Starting at the first line of the entries below, output every line exactly, up to and including the line with "pub mod application;".

[Records contained in a dataset]
--------------------

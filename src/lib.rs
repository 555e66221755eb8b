//! gradetrack - Degree progress tracker
//!
//! Keeps a list of enrolled courses with credits, semesters and grades, and
//! derives the weighted average grade and a credit burndown across the
//! planned semesters.

pub mod application;
pub mod cli;
pub mod domain;
pub mod error;
pub mod infrastructure;
pub mod logging;

pub use error::GradeTrackError;
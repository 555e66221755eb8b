//! Study goals: completion horizon and target grade

use crate::domain::course::{BEST_GRADE, WORST_GRADE};
use crate::error::{GradeTrackError, Result};
use std::ops::RangeInclusive;

/// Semesters per planning year
pub const SEMESTERS_PER_YEAR: u32 = 2;

/// Accepted target horizon in years
pub const TARGET_TIME_RANGE: RangeInclusive<u32> = 1..=10;

/// Goals the projections are measured against
#[derive(Debug, Clone, Copy, PartialEq)]
pub struct StudyConfig {
    /// Completion horizon in years
    pub target_time: u32,
    /// Target final grade (1.0 best, 5.0 fail)
    pub target_grade: f64,
}

impl StudyConfig {
    pub fn new(target_time: u32, target_grade: f64) -> Self {
        StudyConfig {
            target_time,
            target_grade,
        }
    }

    /// Planning horizon in semesters, saturating for unchecked horizons
    pub fn total_semesters(&self) -> u32 {
        self.target_time.saturating_mul(SEMESTERS_PER_YEAR)
    }

    /// Semester numbers a course may be placed in
    pub fn semester_range(&self) -> RangeInclusive<u32> {
        1..=self.total_semesters()
    }

    /// Check both goals against the accepted input ranges
    pub fn validate(&self) -> Result<()> {
        if !TARGET_TIME_RANGE.contains(&self.target_time) {
            return Err(GradeTrackError::InvalidInput(format!(
                "target_time {} outside {}..={} years",
                self.target_time,
                TARGET_TIME_RANGE.start(),
                TARGET_TIME_RANGE.end()
            )));
        }
        check_grade_range("target_grade", self.target_grade)
    }
}

/// Reject grades outside `1.0..=5.0`
pub fn check_grade_range(field: &str, value: f64) -> Result<()> {
    if (BEST_GRADE..=WORST_GRADE).contains(&value) {
        Ok(())
    } else {
        Err(GradeTrackError::InvalidInput(format!(
            "{} {} outside {:.1}..={:.1}",
            field, value, BEST_GRADE, WORST_GRADE
        )))
    }
}

#[cfg(test)]
mod tests {
    use super::*;

    #[test]
    fn test_semester_horizon() {
        let config = StudyConfig::new(3, 2.0);
        assert_eq!(config.total_semesters(), 6);
        assert_eq!(config.semester_range(), 1..=6);
    }

    #[test]
    fn test_semester_horizon_saturates() {
        let config = StudyConfig::new(3_000_000_000, 2.0);
        assert_eq!(config.total_semesters(), u32::MAX);
        assert!(config.validate().is_err());
    }

    #[test]
    fn test_validate_accepts_defaults() {
        assert!(StudyConfig::new(1, 1.0).validate().is_ok());
        assert!(StudyConfig::new(10, 5.0).validate().is_ok());
    }

    #[test]
    fn test_validate_rejects_out_of_range() {
        assert!(StudyConfig::new(0, 2.0).validate().is_err());
        assert!(StudyConfig::new(11, 2.0).validate().is_err());
        assert!(StudyConfig::new(3, 0.5).validate().is_err());
        assert!(StudyConfig::new(3, 5.5).validate().is_err());
    }

    #[test]
    fn test_grade_range_message_names_field() {
        let err = check_grade_range("target_grade", 6.0).unwrap_err();
        assert!(err.to_string().contains("target_grade 6 outside 1.0..=5.0"));
    }
}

--------------------

# Solution to the exercise
filename src/lib.rs
repository 555e66221755eb8b
//! gradetrack - Degree progress tracker
//!
//! Keeps a list of enrolled courses with credits, semesters and grades, and
//! derives the weighted average grade and a credit burndown across the
//! planned semesters.

pub mod application;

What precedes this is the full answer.